El acceso a servicios públicos eficientes y la simplificación de la burocracia estatal continúan siendo asignaturas pendientes para la gestión local. Según la segunda edición del Índice para el Fomento a la Agilidad de Ciudades e Innovación Local (FACIL) 2025, elaborado por el centro de investigaciones IDESA, la modernización de los trámites municipales en Argentina avanza de manera heterogénea, dejando al descubierto profundas brechas entre jurisdicciones. En este contexto, San Miguel de Tucumán presenta una de las situaciones más críticas del relevamiento, ubicándose en el puesto 36 de un total de 37 municipios analizados, con un puntaje de apenas el 34,4%. La capital tucumana se encuentra en el extremo opuesto de localidades como Tres de Febrero (67,7%) o San Isidro (66,2%), reflejando “importantes desafíos de información, estandarización y digitalización” que obstaculizan la relación entre el ciudadano y el Estado local.
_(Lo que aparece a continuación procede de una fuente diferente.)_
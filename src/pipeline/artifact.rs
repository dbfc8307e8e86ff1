//! CSV artifact rendering and naming.

use std::fmt::Write as _;

use chrono::NaiveDateTime;

use crate::pipeline::types::{ArtifactDocument, ArtifactId, InventoryRecord};

/// Header row, trailing comma included.
pub const CSV_HEADER: &str = "SKU,UPC,EAN,QUANTITY_AVAILABLE,STATUS,";

/// Fixed quantity written for every discontinued item.
pub const QUANTITY_AVAILABLE: u32 = 0;

/// Fixed status written for every item.
pub const STATUS: &str = "discontinued";

/// Build the artifact for `records` generated at `generated_at`.
pub fn build_artifact(records: Vec<InventoryRecord>, generated_at: NaiveDateTime) -> ArtifactDocument {
    let body = render_csv(&records);
    ArtifactDocument {
        id: ArtifactId::from_timestamp(generated_at),
        records,
        body,
    }
}

/// Render records as CSV. Depends on nothing but `records`.
pub fn render_csv(records: &[InventoryRecord]) -> String {
    let mut out = String::with_capacity(CSV_HEADER.len() + 1 + records.len() * 40);
    out.push_str(CSV_HEADER);
    out.push('\n');
    for record in records {
        let _ = writeln!(
            out,
            "{code},{code},,{QUANTITY_AVAILABLE},{STATUS},",
            code = record.code
        );
    }
    out
}
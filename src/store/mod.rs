//! Artifact persistence.

pub mod artifacts;
pub mod traits;

pub use artifacts::FsArtifactStore;
pub use traits::ArtifactStore;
El análisis detallado por municipio permite observar que, en San Miguel de Tucumán, incluso los trámites con mejores resultados muestran un desempeño insuficiente. El procedimiento vinculado al DNI (45%) es el que presenta un proceso relativamente más claro, seguido por la Solicitud de Actas (35%), aunque esta última aún cuenta con un amplio “margen de mejora en la presentación de la documentación requerida y los mecanismos de gestión”.
La situación se agrava al analizar los trámites que dependen exclusivamente de la órbita municipal. La Habilitación de Negocios, fundamental para el desarrollo económico local, alcanza apenas un 32% de efectividad. El informe es tajante al señalar que este trámite “presenta una estructura básica, pero con información que aparece incompleta o fragmentada”, advirtiendo además que “la ausencia de plazos estimados, instrucciones detalladas o un método claro de seguimiento limita la previsibilidad del trámite y dificulta su realización por parte de emprendedores y comercios”.
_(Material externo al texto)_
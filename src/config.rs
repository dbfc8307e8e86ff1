//! Configuration types.
//!
//! Everything is read once at startup from the environment (optionally seeded
//! from a `.env` file) and handed to the transports and the coordinator.

use std::path::PathBuf;

use secrecy::SecretString;

use crate::error::ConfigError;

/// Subject tag of outbound approval requests.
pub const DEFAULT_SUBJECT_TAG: &str = "NORDSVCP approval request";

/// IMAP mailbox settings.
#[derive(Debug, Clone)]
pub struct MailboxConfig {
    pub host: String,
    pub port: u16,
    pub username: String,
    pub password: SecretString,
    pub folder: String,
}

/// SMTP settings.
#[derive(Debug, Clone)]
pub struct SmtpConfig {
    pub host: String,
    pub port: u16,
    pub username: String,
    pub password: SecretString,
    pub from_address: String,
}

/// SFTP settings.
#[derive(Debug, Clone)]
pub struct SftpConfig {
    pub host: String,
    pub port: u16,
    pub username: String,
    pub password: SecretString,
}

/// Settings the workflow coordinator reads.
#[derive(Debug, Clone)]
pub struct WorkflowConfig {
    /// Local directory artifacts are written to and resolved from.
    pub artifact_dir: PathBuf,
    /// Remote directory approved artifacts are uploaded into.
    pub remote_dir: String,
    /// Reviewers, in configured order, without duplicates.
    pub recipients: Vec<String>,
    /// Address the relay sends as; mail from it is never reprocessed.
    pub from_address: String,
    /// Sender allowlist (`*`, `@domain`, `domain`, or full address).
    pub allowed_senders: Vec<String>,
    /// Mark a message processed even when its primary action failed.
    pub mark_on_failure: bool,
    pub subject_tag: String,
}

/// Full relay configuration.
#[derive(Debug, Clone)]
pub struct RelayConfig {
    pub mailbox: MailboxConfig,
    pub smtp: SmtpConfig,
    pub sftp: SftpConfig,
    pub workflow: WorkflowConfig,
    /// Directory for daily-rolling log files; stderr only when unset.
    pub log_dir: Option<PathBuf>,
}

impl RelayConfig {
    /// Build config from environment variables, loading `.env` first if present.
    pub fn from_env() -> Result<Self, ConfigError> {
        let _ = dotenvy::dotenv();
        Self::from_lookup(|key| std::env::var(key).ok())
    }

    /// Build config from an arbitrary key lookup.
    pub fn from_lookup<F>(lookup: F) -> Result<Self, ConfigError>
    where
        F: Fn(&str) -> Option<String>,
    {
        let vars = Vars(lookup);

        let imap_host = vars.required("EMAIL_HOSTNAME")?;
        let username = vars.required("EMAIL_USERNAME")?;
        let password = vars.required("EMAIL_PASSWORD")?;

        let mailbox = MailboxConfig {
            port: vars.parsed("EMAIL_IMAP_PORT", 993)?,
            folder: vars.optional("EMAIL_MAILBOX").unwrap_or_else(|| "INBOX".into()),
            host: imap_host.clone(),
            username: username.clone(),
            password: SecretString::from(password.clone()),
        };

        let from_address = vars
            .optional("EMAIL_FROM_ADDRESS")
            .unwrap_or_else(|| username.clone());

        let smtp = SmtpConfig {
            host: vars
                .optional("SMTP_HOST")
                .unwrap_or_else(|| imap_host.replace("imap", "smtp")),
            port: vars.parsed("SMTP_PORT", 587)?,
            username: vars.optional("SMTP_USERNAME").unwrap_or(username),
            password: SecretString::from(vars.optional("SMTP_PASSWORD").unwrap_or(password)),
            from_address: from_address.clone(),
        };

        let sftp = SftpConfig {
            host: vars.required("SFTP_HOST")?,
            port: vars.parsed("SFTP_PORT", 22)?,
            username: vars.required("SFTP_USERNAME")?,
            password: SecretString::from(vars.required("SFTP_PASSWORD")?),
        };

        let recipients = split_list(&vars.required("APPROVAL_RECIPIENTS")?);
        if recipients.is_empty() {
            return Err(ConfigError::InvalidValue {
                key: "APPROVAL_RECIPIENTS".into(),
                message: "at least one address is required".into(),
            });
        }

        let workflow = WorkflowConfig {
            artifact_dir: vars
                .optional("ARTIFACT_DIR")
                .map(PathBuf::from)
                .unwrap_or_else(|| PathBuf::from("./artifacts")),
            remote_dir: vars.required("SFTP_REMOTE_DIR")?,
            recipients,
            from_address,
            allowed_senders: split_list(
                &vars
                    .optional("RELAY_ALLOWED_SENDERS")
                    .unwrap_or_else(|| "*".into()),
            ),
            mark_on_failure: vars.flag("RELAY_MARK_ON_FAILURE", false)?,
            subject_tag: vars
                .optional("RELAY_SUBJECT_TAG")
                .unwrap_or_else(|| DEFAULT_SUBJECT_TAG.into()),
        };

        Ok(Self {
            mailbox,
            smtp,
            sftp,
            workflow,
            log_dir: vars.optional("RELAY_LOG_DIR").map(PathBuf::from),
        })
    }
}

/// Comma-separated list, trimmed, empties and repeats dropped, order kept.
pub fn split_list(raw: &str) -> Vec<String> {
    let mut out: Vec<String> = Vec::new();
    for item in raw.split(',').map(str::trim).filter(|s| !s.is_empty()) {
        if !out.iter().any(|seen| seen.eq_ignore_ascii_case(item)) {
            out.push(item.to_string());
        }
    }
    out
}

struct Vars<F>(F);

impl<F: Fn(&str) -> Option<String>> Vars<F> {
    /// Set and non-blank.
    fn optional(&self, key: &str) -> Option<String> {
        (self.0)(key)
            .map(|v| v.trim().to_string())
            .filter(|v| !v.is_empty())
    }

    fn required(&self, key: &str) -> Result<String, ConfigError> {
        self.optional(key)
            .ok_or_else(|| ConfigError::MissingEnvVar(key.to_string()))
    }

    fn parsed<T>(&self, key: &str, default: T) -> Result<T, ConfigError>
    where
        T: std::str::FromStr,
        T::Err: std::fmt::Display,
    {
        match self.optional(key) {
            None => Ok(default),
            Some(raw) => raw.parse().map_err(|e: T::Err| ConfigError::InvalidValue {
                key: key.to_string(),
                message: format!("{raw:?}: {e}"),
            }),
        }
    }

    fn flag(&self, key: &str, default: bool) -> Result<bool, ConfigError> {
        match self.optional(key).map(|v| v.to_ascii_lowercase()).as_deref() {
            None => Ok(default),
            Some("1" | "true" | "yes" | "on") => Ok(true),
            Some("0" | "false" | "no" | "off") => Ok(false),
            Some(other) => Err(ConfigError::InvalidValue {
                key: key.to_string(),
                message: format!("{other:?} is not a boolean"),
            }),
        }
    }
}

#[cfg(test)]
mod tests {
    use super::*;
    use secrecy::ExposeSecret;
    use std::collections::HashMap;

    fn base() -> HashMap<&'static str, &'static str> {
        HashMap::from([
            ("EMAIL_HOSTNAME", "imap.example.com"),
            ("EMAIL_USERNAME", "relay@example.com"),
            ("EMAIL_PASSWORD", "mail-secret"),
            ("SFTP_HOST", "sftp.partner.com"),
            ("SFTP_USERNAME", "upload"),
            ("SFTP_PASSWORD", "sftp-secret"),
            ("SFTP_REMOTE_DIR", "/inbound"),
            ("APPROVAL_RECIPIENTS", "a@example.com, b@example.com"),
        ])
    }

    fn load(vars: &HashMap<&'static str, &'static str>) -> Result<RelayConfig, ConfigError> {
        RelayConfig::from_lookup(|k| vars.get(k).map(|v| v.to_string()))
    }

    #[test]
    fn minimal_config_fills_defaults() {
        let cfg = load(&base()).unwrap();
        assert_eq!(cfg.mailbox.port, 993);
        assert_eq!(cfg.mailbox.folder, "INBOX");
        assert_eq!(cfg.smtp.host, "smtp.example.com");
        assert_eq!(cfg.smtp.port, 587);
        assert_eq!(cfg.smtp.username, "relay@example.com");
        assert_eq!(cfg.smtp.password.expose_secret(), "mail-secret");
        assert_eq!(cfg.sftp.port, 22);
        assert_eq!(cfg.workflow.from_address, "relay@example.com");
        assert_eq!(cfg.workflow.recipients, vec!["a@example.com", "b@example.com"]);
        assert_eq!(cfg.workflow.allowed_senders, vec!["*"]);
        assert_eq!(cfg.workflow.artifact_dir, PathBuf::from("./artifacts"));
        assert_eq!(cfg.workflow.subject_tag, DEFAULT_SUBJECT_TAG);
        assert!(!cfg.workflow.mark_on_failure);
        assert!(cfg.log_dir.is_none());
    }

    #[test]
    fn missing_required_value_names_the_variable() {
        for key in [
            "EMAIL_HOSTNAME",
            "EMAIL_USERNAME",
            "EMAIL_PASSWORD",
            "SFTP_HOST",
            "SFTP_USERNAME",
            "SFTP_PASSWORD",
            "SFTP_REMOTE_DIR",
            "APPROVAL_RECIPIENTS",
        ] {
            let mut vars = base();
            vars.remove(key);
            match load(&vars) {
                Err(ConfigError::MissingEnvVar(name)) => assert_eq!(name, key),
                other => panic!("expected missing {key}, got {other:?}"),
            }
        }
    }

    #[test]
    fn blank_value_counts_as_missing() {
        let mut vars = base();
        vars.insert("SFTP_HOST", "   ");
        assert!(matches!(load(&vars), Err(ConfigError::MissingEnvVar(_))));
    }

    #[test]
    fn invalid_port_is_rejected() {
        let mut vars = base();
        vars.insert("SFTP_PORT", "twenty-two");
        let err = load(&vars).unwrap_err();
        assert!(matches!(err, ConfigError::InvalidValue { ref key, .. } if key == "SFTP_PORT"));
    }

    #[test]
    fn recipients_of_only_commas_rejected() {
        let mut vars = base();
        vars.insert("APPROVAL_RECIPIENTS", " , ,");
        assert!(matches!(load(&vars), Err(ConfigError::InvalidValue { .. })));
    }

    #[test]
    fn overrides_are_honored() {
        let mut vars = base();
        vars.insert("SMTP_HOST", "mail.relay.net");
        vars.insert("SMTP_USERNAME", "smtp-user");
        vars.insert("EMAIL_FROM_ADDRESS", "noreply@example.com");
        vars.insert("RELAY_MARK_ON_FAILURE", "yes");
        vars.insert("RELAY_ALLOWED_SENDERS", "@vendor.com, reviewer@example.com");
        vars.insert("RELAY_LOG_DIR", "/var/log/relay");
        let cfg = load(&vars).unwrap();
        assert_eq!(cfg.smtp.host, "mail.relay.net");
        assert_eq!(cfg.smtp.username, "smtp-user");
        assert_eq!(cfg.workflow.from_address, "noreply@example.com");
        assert!(cfg.workflow.mark_on_failure);
        assert_eq!(cfg.workflow.allowed_senders.len(), 2);
        assert_eq!(cfg.log_dir, Some(PathBuf::from("/var/log/relay")));
    }

    #[test]
    fn invalid_flag_is_rejected() {
        let mut vars = base();
        vars.insert("RELAY_MARK_ON_FAILURE", "maybe");
        assert!(matches!(load(&vars), Err(ConfigError::InvalidValue { .. })));
    }

    #[test]
    fn split_list_keeps_order_and_drops_repeats() {
        assert_eq!(
            split_list("b@x.com, a@x.com,,B@X.com , c@x.com"),
            vec!["b@x.com", "a@x.com", "c@x.com"]
        );
    }

    #[test]
    fn secrets_are_redacted_in_debug() {
        let cfg = load(&base()).unwrap();
        let dump = format!("{cfg:?}");
        assert!(!dump.contains("mail-secret"));
        assert!(!dump.contains("sftp-secret"));
    }
}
Uno de los puntos más sensibles para la ciudadanía es la obtención de la Licencia de Conducir, tanto para la primera emisión (30%) como para su renovación (30%). Estos trámites se caracterizan por una excesiva burocracia física, ya que “requieren múltiples instancias presenciales y no cuentan con un esquema completo de requisitos y pasos organizado en un único instructivo, lo que obliga al ciudadano a realizar consultas adicionales para poder avanzar”. Esta falta de integración digital y de claridad normativa sitúa a nuestra Capital entre los municipios con mayores barreras para la movilidad ciudadana.
Metodología y recomendaciones de mejora
El Índice FACIL evalúa tres dimensiones fundamentales: la regulación del trámite, el proceso de ejecución y la experiencia del ciudadano. En el caso tucumano, el bajo puntaje es el resultado de un sistema que aún no ha logrado traducir la información pública en procesos intuitivos y rápidos. Mientras que las ciudades líderes han integrado plataformas digitales, turnos online y herramientas de transparencia, en San Miguel de Tucumán “la presencialidad continúa siendo predominante” y la información suele aparecer fragmentada.
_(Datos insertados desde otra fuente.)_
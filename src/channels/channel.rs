//! Capability traits the workflow coordinator calls through.
//!
//! Each trait is one narrow seam around an external system: the inbound
//! mailbox, outbound mail, and remote file transfer. Implementations live in
//! `email.rs` and `sftp.rs`; tests substitute in-memory fakes.

use std::fmt;
use std::path::Path;

use async_trait::async_trait;
use serde::{Deserialize, Serialize};

use crate::channels::email_types::MessageBody;
use crate::error::{MailboxError, SendError, TransferError};
use crate::pipeline::types::ThreadHeaders;

/// Mailbox-native handle for one message (an IMAP UID).
#[derive(Debug, Clone, PartialEq, Eq, Hash, Serialize, Deserialize)]
#[serde(transparent)]
pub struct MessageHandle(String);

impl MessageHandle {
    pub fn new(uid: impl Into<String>) -> Self {
        Self(uid.into())
    }

    pub fn as_str(&self) -> &str {
        &self.0
    }
}

impl fmt::Display for MessageHandle {
    fn fmt(&self, f: &mut fmt::Formatter<'_>) -> fmt::Result {
        f.write_str(&self.0)
    }
}

/// A fully fetched inbound email.
#[derive(Debug, Clone)]
pub struct FetchedEmail {
    pub handle: MessageHandle,
    pub message_id: Option<String>,
    pub sender: String,
    pub subject: String,
    pub thread: ThreadHeaders,
    pub body: MessageBody,
}

/// A file carried alongside a notification.
#[derive(Debug, Clone, PartialEq, Eq)]
pub struct NotificationAttachment {
    pub file_name: String,
    pub content_type: String,
    pub content: String,
}

/// An outbound approval request.
#[derive(Debug, Clone, PartialEq, Eq)]
pub struct Notification {
    pub subject: String,
    pub body: String,
    /// Ordered, de-duplicated recipient addresses.
    pub recipients: Vec<String>,
    pub attachment: Option<NotificationAttachment>,
}

/// Inbound mailbox: list, fetch, mark processed.
#[async_trait]
pub trait Mailbox: Send + Sync {
    /// Handles of every currently unread message.
    async fn list_unread(&self) -> Result<Vec<MessageHandle>, MailboxError>;

    /// Fetch and parse one message without changing its flags.
    async fn fetch(&self, handle: &MessageHandle) -> Result<FetchedEmail, MailboxError>;

    /// Flag a message so it is never listed as unread again.
    async fn mark_processed(&self, handle: &MessageHandle) -> Result<(), MailboxError>;
}

/// Outbound mail.
#[async_trait]
pub trait Notifier: Send + Sync {
    async fn send(&self, notification: &Notification) -> Result<(), SendError>;
}

/// Remote file transfer.
#[async_trait]
pub trait FileTransfer: Send + Sync {
    /// Upload `local` into `remote_dir`, keeping its file name.
    /// Returns the remote path written.
    async fn upload(&self, local: &Path, remote_dir: &str) -> Result<String, TransferError>;
}

/// Join a remote directory and file name with exactly one `/`.
pub fn remote_path(remote_dir: &str, file_name: &str) -> String {
    let dir = remote_dir.trim_end_matches('/');
    if dir.is_empty() {
        if remote_dir.starts_with('/') {
            format!("/{file_name}")
        } else {
            file_name.to_string()
        }
    } else {
        format!("{dir}/{file_name}")
    }
}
Para revertir este escenario de rezago, los técnicos de IDESA sugieren una hoja de ruta centrada en la transparencia y la tecnología. El informe propone que San Miguel de Tucumán debería “avanzar en la consolidación de información en una plataforma única, incorporar turnos online y herramientas de consulta del estado del trámite, y desarrollar instructivos paso a paso que clarifiquen procedimientos, costos y plazos”. Asimismo, se recomienda la “incorporación de encuestas de experiencia ciudadana y la publicación de indicadores básicos de gestión” como mecanismos esenciales para fortalecer la rendición de cuentas y mejorar la calidad de vida de los vecinos.